The need to cut costs is also being fuelled by an ever-growing pressure on prices, particularly in the Eurozone, coupled with a weakness in research pipelines. ’I think we will see the large shake-outs continue,’ Bottomley says. ’Roche, which we take as a bellwether for a company that is doing well at the moment, is cutting costs quite severely. And even Novartis, which has said it isn’t making big cuts, is no longer making the major investments it was.’
He believes these trends will continue in 2011, along with a return to intense merger and acquisition activity. ’When they’ve gone through all this, what will the industry look like?’ he asks. ’I think big pharma will be leaner and more focused. Clearly there is still a need for innovation and the medicinal chemists who are looking for new drugs, but companies will look to be more cost-efficient. I also think there will be more externalisation of manufacturing - a trend that has been going on for years and is certain to continue.’

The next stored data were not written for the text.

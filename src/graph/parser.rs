//! N-Triples ingestion: line parsing and index construction.
//!
//! The builder is the only mutable stage of the index lifecycle. It is
//! driven single-threaded, then consumed by [`GraphIndexBuilder::freeze`]
//! into a read-only [`GraphIndex`] before any concurrent work starts.
//!
//! Lines are parsed without a full RDF toolkit: triple files at the scale
//! this crate targets (tens of millions of edges) are line-oriented, and a
//! split-and-strip pass keeps ingestion fast and memory-flat.

use std::collections::HashMap;
use std::fs::File;
use std::io::{BufRead, BufReader};
use std::path::Path;
use std::sync::LazyLock;

use flate2::read::GzDecoder;
use regex::Regex;

use crate::error::IndexError;
use crate::graph::Edge;
use crate::graph::index::GraphIndex;
use crate::graph::uri::{shorten_uri, strip_tags};
use crate::symbol::{SymbolTable, TokenId};

/// File extensions recognized during directory ingestion.
const TRIPLE_EXTENSIONS: &[&str] = &["nt", "ttl", "gz"];

/// Matches a quoted literal anywhere in a line. Literals are not walkable
/// nodes, so the whole statement is skipped.
static RE_LITERAL: LazyLock<Regex> =
    LazyLock::new(|| Regex::new(r#"".*""#).expect("literal pattern is valid"));

/// Mutable construction stage of the triple index.
///
/// Accepts triples from files, directories, or direct calls (the seam for
/// dataset adapters), and freezes into an immutable [`GraphIndex`].
#[derive(Debug, Default)]
pub struct GraphIndexBuilder {
    table: SymbolTable,
    adjacency: HashMap<TokenId, Vec<Edge>>,
    edge_count: usize,
}

impl GraphIndexBuilder {
    /// Create an empty builder.
    pub fn new() -> Self {
        Self::default()
    }

    /// Create a builder with a capacity hint for the expected subject count.
    pub fn with_capacity(subjects: usize) -> Self {
        Self {
            table: SymbolTable::with_capacity(subjects),
            adjacency: HashMap::with_capacity(subjects),
            edge_count: 0,
        }
    }

    /// Add a single triple.
    ///
    /// Angle brackets are stripped and URIs are shortened before interning,
    /// so callers may pass raw or normalized terms. Duplicate triples are
    /// kept as multi-edges.
    pub fn add_triple(&mut self, subject: &str, predicate: &str, object: &str) {
        let subject = self.table.intern(&shorten_uri(strip_tags(subject)));
        let predicate = self.table.intern(&shorten_uri(strip_tags(predicate)));
        let object = self.table.intern(&shorten_uri(strip_tags(object)));
        self.adjacency
            .entry(subject)
            .or_default()
            .push(Edge::new(predicate, object));
        self.edge_count += 1;
    }

    /// Load a triple file, gzip-decompressing when the path ends in `.gz`.
    ///
    /// A missing or unreadable file fails this call only; triples from
    /// earlier calls are retained.
    pub fn load_file(&mut self, path: impl AsRef<Path>) -> Result<(), IndexError> {
        let path = path.as_ref();
        let file = File::open(path).map_err(|source| IndexError::Io {
            path: path.display().to_string(),
            source,
        })?;
        let source_name = path.display().to_string();
        if has_extension(path, "gz") {
            self.load_reader(&source_name, BufReader::new(GzDecoder::new(file)))
        } else {
            self.load_reader(&source_name, BufReader::new(file))
        }
    }

    /// Load every recognized triple file (`.nt`, `.ttl`, `.gz`) in a
    /// directory, in listing order.
    ///
    /// Individual file failures are logged and skipped; only a path that is
    /// not a directory fails the whole call.
    pub fn load_dir(&mut self, dir: impl AsRef<Path>) -> Result<(), IndexError> {
        let dir = dir.as_ref();
        let entries = std::fs::read_dir(dir).map_err(|source| {
            if dir.is_dir() {
                IndexError::Io {
                    path: dir.display().to_string(),
                    source,
                }
            } else {
                IndexError::NotADirectory {
                    path: dir.display().to_string(),
                }
            }
        })?;

        let mut paths: Vec<_> = entries
            .filter_map(|entry| entry.ok().map(|e| e.path()))
            .filter(|p| TRIPLE_EXTENSIONS.iter().any(|ext| has_extension(p, ext)))
            .collect();
        paths.sort();

        for path in paths {
            tracing::info!(file = %path.display(), "processing triple file");
            if let Err(err) = self.load_file(&path) {
                tracing::error!(file = %path.display(), %err, "skipping unreadable triple file");
            }
        }
        Ok(())
    }

    /// Parse lines from a reader into the index.
    fn load_reader(
        &mut self,
        source_name: &str,
        reader: impl BufRead,
    ) -> Result<(), IndexError> {
        let mut line_number: u64 = 0;
        for line in reader.lines() {
            let line = line.map_err(|source| IndexError::Io {
                path: source_name.to_string(),
                source,
            })?;
            line_number += 1;

            let trimmed = line.trim();
            if trimmed.is_empty() || trimmed.starts_with('#') || RE_LITERAL.is_match(trimmed) {
                continue;
            }

            // Strip the trailing statement terminator (" .").
            let statement = trimmed
                .strip_suffix('.')
                .map(str::trim_end)
                .unwrap_or(trimmed);

            let tokens: Vec<&str> = statement.split_whitespace().collect();
            if tokens.len() != 3 {
                tracing::error!(
                    file = source_name,
                    line = line_number,
                    expected = 3,
                    actual = tokens.len(),
                    tokens = %tokens.join(" | "),
                    "malformed triple line, skipping"
                );
                continue;
            }
            self.add_triple(tokens[0], tokens[1], tokens[2]);
        }
        tracing::info!(
            file = source_name,
            subjects = self.adjacency.len(),
            edges = self.edge_count,
            "triple source loaded"
        );
        Ok(())
    }

    /// Number of distinct subjects seen so far.
    pub fn subject_count(&self) -> usize {
        self.adjacency.len()
    }

    /// Number of edges (triples) seen so far, counting duplicates.
    pub fn edge_count(&self) -> usize {
        self.edge_count
    }

    /// Freeze the builder into an immutable, lock-free index.
    pub fn freeze(self) -> GraphIndex {
        GraphIndex::new(self.table, self.adjacency, self.edge_count)
    }
}

fn has_extension(path: &Path, ext: &str) -> bool {
    path.extension()
        .is_some_and(|e| e.eq_ignore_ascii_case(ext))
}

#[cfg(test)]
mod tests {
    use std::io::Write;

    use super::*;

    fn write_temp(content: &str, suffix: &str) -> tempfile::TempPath {
        let mut file = tempfile::Builder::new()
            .suffix(suffix)
            .tempfile()
            .unwrap();
        file.write_all(content.as_bytes()).unwrap();
        file.into_temp_path()
    }

    #[test]
    fn parses_well_formed_triples() {
        let path = write_temp(
            "<http://example.org/A> <http://example.org/p> <http://example.org/B> .\n\
             <http://example.org/A> <http://example.org/p> <http://example.org/C> .\n",
            ".nt",
        );
        let mut builder = GraphIndexBuilder::new();
        builder.load_file(&path).unwrap();
        assert_eq!(builder.subject_count(), 1);
        assert_eq!(builder.edge_count(), 2);
    }

    #[test]
    fn preserves_duplicate_edges() {
        let mut builder = GraphIndexBuilder::new();
        builder.add_triple("ex:A", "ex:p", "ex:B");
        builder.add_triple("ex:A", "ex:p", "ex:B");
        let index = builder.freeze();
        assert_eq!(index.edges_of("ex:A").len(), 2);
    }

    #[test]
    fn skips_comments_blanks_and_literals() {
        let path = write_temp(
            "# a comment\n\
             \n\
             <http://example.org/A> <http://example.org/label> \"Berlin\" .\n\
             <http://example.org/A> <http://example.org/p> <http://example.org/B> .\n",
            ".nt",
        );
        let mut builder = GraphIndexBuilder::new();
        builder.load_file(&path).unwrap();
        assert_eq!(builder.edge_count(), 1);
    }

    #[test]
    fn malformed_line_is_skipped_and_load_completes() {
        let path = write_temp(
            "<http://example.org/A> <http://example.org/p> <http://example.org/B> .\n\
             justonetoken\n\
             <http://example.org/B> <http://example.org/p> <http://example.org/C> .\n",
            ".nt",
        );
        let mut builder = GraphIndexBuilder::new();
        builder.load_file(&path).unwrap();
        let index = builder.freeze();
        assert_eq!(index.subject_count(), 2);
        assert!(index.edges_of("justonetoken").is_empty());
    }

    #[test]
    fn missing_file_is_an_error() {
        let mut builder = GraphIndexBuilder::new();
        let result = builder.load_file("/nonexistent/graph.nt");
        assert!(matches!(result, Err(IndexError::Io { .. })));
    }

    #[test]
    fn load_failure_retains_earlier_sources() {
        let path = write_temp("<ex:A> <ex:p> <ex:B> .\n", ".nt");
        let mut builder = GraphIndexBuilder::new();
        builder.load_file(&path).unwrap();
        assert!(builder.load_file("/nonexistent/graph.nt").is_err());
        assert_eq!(builder.edge_count(), 1);
    }

    #[test]
    fn gzip_source_is_decompressed() {
        use flate2::Compression;
        use flate2::write::GzEncoder;

        let mut file = tempfile::Builder::new().suffix(".nt.gz").tempfile().unwrap();
        let mut encoder = GzEncoder::new(Vec::new(), Compression::default());
        encoder
            .write_all(b"<http://example.org/X> <http://example.org/p> <http://example.org/Y> .\n")
            .unwrap();
        file.write_all(&encoder.finish().unwrap()).unwrap();
        let path = file.into_temp_path();

        let mut builder = GraphIndexBuilder::new();
        builder.load_file(&path).unwrap();
        assert_eq!(builder.edge_count(), 1);
    }

    #[test]
    fn directory_ingestion_merges_plain_and_gzip() {
        use flate2::Compression;
        use flate2::write::GzEncoder;

        let dir = tempfile::TempDir::new().unwrap();
        std::fs::write(
            dir.path().join("plain.nt"),
            "<http://example.org/A> <http://example.org/p> <http://example.org/B> .\n",
        )
        .unwrap();
        let mut encoder = GzEncoder::new(Vec::new(), Compression::default());
        encoder
            .write_all(b"<http://example.org/C> <http://example.org/p> <http://example.org/D> .\n")
            .unwrap();
        std::fs::write(dir.path().join("zipped.nt.gz"), encoder.finish().unwrap()).unwrap();
        // Unrecognized extensions are ignored.
        std::fs::write(dir.path().join("notes.txt"), "not a triple file\n").unwrap();

        let mut builder = GraphIndexBuilder::new();
        builder.load_dir(dir.path()).unwrap();
        let index = builder.freeze();
        assert_eq!(index.subject_count(), 2);
        assert!(!index.edges_of("http://example.org/A").is_empty());
        assert!(!index.edges_of("http://example.org/C").is_empty());
    }

    #[test]
    fn load_dir_rejects_file_path() {
        let path = write_temp("<ex:A> <ex:p> <ex:B> .\n", ".nt");
        let mut builder = GraphIndexBuilder::new();
        assert!(matches!(
            builder.load_dir(&path),
            Err(IndexError::NotADirectory { .. })
        ));
    }

    #[test]
    fn uris_are_shortened_on_ingest() {
        let mut builder = GraphIndexBuilder::new();
        builder.add_triple(
            "<http://dbpedia.org/resource/Berlin>",
            "<http://dbpedia.org/ontology/capitalOf>",
            "<http://dbpedia.org/resource/Germany>",
        );
        let index = builder.freeze();
        let edges = index.edges_of("dbr:Berlin");
        assert_eq!(edges.len(), 1);
        assert_eq!(index.resolve(edges[0].predicate), "dbo:capitalOf");
        assert_eq!(index.resolve(edges[0].object), "dbr:Germany");
    }
}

However, the number of diseases and populations that remain in need of drug treatment gives hope for the industry’s future, as Eddie Gray, president of pharmaceuticals at GSK, told the Financial Times Pharma & Biotech Conference in early December. ’I remain an optimist for the pharma industry, though not necessarily the one we have now,’ he said. ’Whether it’s in the developing world, or the demographics of ageing in the developed world, demand for unmet need will remain high.’